Little rainfall in the region, which the Red Cross says is actually the worst in some 60 years, has destroyed crops and livestock. Thousands of families have been forced to leave their homes in a desperate search for food and clean water.

Officials also say that more than 11 million people are in urgent need of help. And the situation is expected to get worse. The numbers of refugees from Somalia arriving in Ethiopia has soared over the past several weeks, and it’s estimated that about half of the children arriving in Ethiopia from Somalia are already malnourished.

Somalia is a country that, like many African nations, has known so much pain and civil conflict already. According to the Global Enrichment Foundation, it’s also one of the poorest countries on earth.

An average family of seven lives on only $1.36 per day and more than 40% of the population depends on international aid to simply survive.

Overall, the struggles of Africa can be simply overwhelming to consider. Not that there aren’t hopeful stories, because there are. Some African nations are rising above the scourges of corrupt governments and battles with everything from ongoing civil strife to the past onslaught of AIDS.

But to see people now streaming from one poor region into another in an attempt to simply stay alive is heartbreaking.

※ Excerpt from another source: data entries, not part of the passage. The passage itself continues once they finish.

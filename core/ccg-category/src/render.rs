//! Head-indexed renderings of a category.

use std::collections::BTreeSet;

use ccg_protocol::HeadId;

use crate::category::{CatRef, Category};

impl Category {
    /// Rendering that prints `_headId` on every node whose head group differs
    /// from the root's, and `:B`/`:U` on extracted slots among them.
    ///
    /// `(NP_2\NP_2)/(S[dcl]_3\NP_2:B)_3`
    pub fn cat_string_indexed(&self) -> String {
        let root = self.view();
        match (root.result(), root.argument(), root.slash()) {
            (Some(result), Some(argument), Some(slash)) => {
                let head = root.head_id();
                format!(
                    "{}{}{}",
                    indexed_args(result, head),
                    slash.symbol(),
                    indexed_args(argument, head)
                )
            }
            _ => root.cat_string().to_owned(),
        }
    }

    /// Every node suffixed with `:headId`.
    pub fn cat_string_rec_indexed(&self) -> String {
        rec_indexed(self.view())
    }

    /// Rendering rebuilt from the atomic leaves, complex operands bracketed.
    pub fn cat_string_rec(&self) -> String {
        let root = self.view();
        match (root.result(), root.argument(), root.slash()) {
            (Some(result), Some(argument), Some(slash)) => {
                format!("{}{}{}", bracketed(result), slash.symbol(), bracketed(argument))
            }
            _ => root.cat_string().to_owned(),
        }
    }

    /// `{X<headId>}` rendering with the root's head group written `_`.
    pub fn indexed_cat(&self) -> String {
        let root_head = self.head_id();
        with_head_vars(self.view(), &|head: HeadId| head_label(head, root_head))
    }

    /// [`Category::indexed_cat`] followed by `;;` and the sorted dependency
    /// slots, each as `_ <slot> <head group>`.
    pub fn indexed_cat_with_deps(&self) -> String {
        let root_head = self.head_id();
        let label = |head: HeadId| head_label(head, root_head);
        let mut slots = BTreeSet::new();
        collect_slots(self.view(), &label, &mut slots);
        let slots: Vec<String> = slots.into_iter().collect();
        format!("{};;{}", with_head_vars(self.view(), &label), slots.join(", "))
    }
}

fn head_label(head: HeadId, root_head: HeadId) -> String {
    if head == root_head {
        "_".to_owned()
    } else {
        format!("X{head}")
    }
}

fn extraction_suffix(cat: CatRef<'_>) -> &'static str {
    let extraction = cat.extraction();
    match (extraction.is_extracted(), extraction.is_bounded()) {
        (false, _) => "",
        (true, true) => ":B",
        (true, false) => ":U",
    }
}

fn indexed_args(cat: CatRef<'_>, head: HeadId) -> String {
    let body = match (cat.result(), cat.argument(), cat.slash()) {
        (Some(result), Some(argument), Some(slash)) => format!(
            "({}{}{})",
            indexed_args(result, head),
            slash.symbol(),
            indexed_args(argument, head)
        ),
        _ => cat.cat_string().to_owned(),
    };
    if cat.head_id() == head {
        body
    } else {
        format!("{body}_{}{}", cat.head_id(), extraction_suffix(cat))
    }
}

fn rec_indexed(cat: CatRef<'_>) -> String {
    match (cat.result(), cat.argument(), cat.slash()) {
        (Some(result), Some(argument), Some(slash)) => format!(
            "({}{}{}):{}",
            rec_indexed(result),
            slash.symbol(),
            rec_indexed(argument),
            cat.head_id()
        ),
        _ => format!("{}:{}", cat.cat_string(), cat.head_id()),
    }
}

fn bracketed(cat: CatRef<'_>) -> String {
    match (cat.result(), cat.argument(), cat.slash()) {
        (Some(result), Some(argument), Some(slash)) => {
            format!("({}{}{})", bracketed(result), slash.symbol(), bracketed(argument))
        }
        _ => cat.cat_string().to_owned(),
    }
}

fn with_head_vars(cat: CatRef<'_>, label: &dyn Fn(HeadId) -> String) -> String {
    match (cat.result(), cat.argument(), cat.slash()) {
        (Some(result), Some(argument), Some(slash)) => format!(
            "({}{}{}){{{}}}",
            with_head_vars(result, label),
            slash.symbol(),
            with_head_vars(argument, label),
            label(cat.head_id())
        ),
        _ => format!("{}{{{}}}", cat.cat_string(), label(cat.head_id())),
    }
}

fn collect_slots(cat: CatRef<'_>, label: &dyn Fn(HeadId) -> String, out: &mut BTreeSet<String>) {
    for dep in cat.deps() {
        out.insert(format!("_ {} {}", dep.slot, label(cat.head_id())));
    }
    if let Some(argument) = cat.argument() {
        collect_slots(argument, label, out);
    }
    if let Some(result) = cat.result() {
        collect_slots(result, label, out);
    }
}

It’s times like this when phrases like ‘donor fatigue’ have to be tossed aside. The western world – despite the economic shake-ups and so on we’ve seen lately – is still comparatively and vastly wealthy compared to much of the world.

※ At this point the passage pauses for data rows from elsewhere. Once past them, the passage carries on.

/// Coindexes the subject of a VP complement with the outermost NP
/// complement. Returns whether both were found.
fn relink_other_object_control(cat: &mut Category) -> bool {
    let target = cat.target_ix(cat.root());
    let mut cursor = cat.parent_ix(target).and_then(|p| cat.parent_ix(p));
    let mut complement_vp = None;
    let mut complement_np = None;
    while let Some(ix) = cursor {
        let Some(argument) = cat.arg_ix(ix) else {
            break;
        };
        let view = cat.at(argument);
        if view.matches_str(VP) {
            complement_vp = Some(argument);
        }
        if view.matches_str(NP) && !is_expletive(view.cat_string()) {
            complement_np = Some(argument);
        }
        cursor = cat.parent_ix(ix);
    }
    match (complement_vp, complement_np) {
        (Some(vp), Some(np)) => {
            relink_argument(cat, vp, np, Extraction::bounded());
            true
        }
        _ => false,
    }
}

/// Coindexes the subject of every VP complement with the verb's subject.
fn relink_complement_vps(cat: &mut Category) -> Option<()> {
    if cat.cat_string().contains("[expl]") {
        return None;
    }
    let target = cat.target_ix(cat.root());
    let function = cat.parent_ix(target)?;
    let subject = cat.arg_ix(function)?;
    let mut cursor = cat.parent_ix(function);
    while let Some(ix) = cursor {
        if let Some(argument) = cat.arg_ix(ix) {
            if cat.at(argument).matches_str(VP) {
                relink_argument(cat, argument, subject, Extraction::bounded());
            }
        }
        cursor = cat.parent_ix(ix);
    }
    Some(())
}

fn is_vp_modifier(cat: CatRef<'_>) -> bool {
    let mut cursor = Some(cat);
    while let Some(node) = cursor {
        if let (Some(argument), Some(result)) = (node.argument(), node.result()) {
            if argument.cat_string() == VP && result.cat_string() == VP {
                return true;
            }
        }
        cursor = node.result();
    }
    false
}

/// The VP argument of a VP modifier takes the modified VP's subject.
fn relink_vp_modifier(cat: &mut Category) -> Option<()> {
    let root = cat.root();
    let complement = cat.path(root, &[A])?;
    let view = cat.at(complement);
    if !view.matches_str(VP) || view.cat_string() == "S[asup]\\NP" || view.cat_string() == VP {
        return None;
    }
    let result = cat.path(root, &[R])?;
    let result_cat = cat.at(result).cat_string();
    let subject = if is_vp_adjunct(result_cat) {
        cat.path(root, &[R, A, A])?
    } else {
        let inner = cat.at(result).argument()?;
        let inner_result = cat.at(result).result()?;
        if inner.cat_string() != inner_result.cat_string() || !is_vp_adjunct(inner.cat_string()) {
            return None;
        }
        cat.path(root, &[R, A, A, A])?
    };
    relink_argument(cat, complement, subject, Extraction::bounded());
    Some(())
}

fn is_vp_adjunct(cat: &str) -> bool {
    cat == "(S\\NP)\\(S\\NP)" || cat == "(S\\NP)/(S\\NP)"
}

fn relative_shape(cat: CatRef<'_>, shapes: &[&str]) -> bool {
    let bare = crate::parse::no_features(cat.cat_string());
    shapes.contains(&bare.as_str())
        && cat.argument().map_or(false, |a| {
            !matches!(a.cat_string(), "S[adj]\\NP" | "S[asup]\\NP" | "S[ng]\\NP")
        })
}

fn is_genitive_relative_pronoun(cat: CatRef<'_>) -> bool {
    let (Some(argument), Some(clause), Some(result)) = (cat.argument(), cat.at(&[R, A]), cat.at(&[R, R])) else {
        return false;
    };
    clause.argument().is_some()
        && argument.cat_string() == NOUN
        && (clause.matches_str("S/NP") || clause.matches_str(VP))
        && !matches!(clause.cat_string(), "S[adj]\\NP" | "S[asup]\\NP")
        && clause.id() != result.id()
}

Thankfully, a number of humanitarian organizations are on the ground working hard to make a difference. Any number could truly use financial support, from the Red Cross and Oxfam Canada to the Salvation Army and World Vision.

We simply have to share with those in need.

All it takes is doing without in some way – and that doesn’t even have to be on an enormous scale – to lend a hand and save someone on the other side of the world who may not see tomorrow because they have nothing to eat.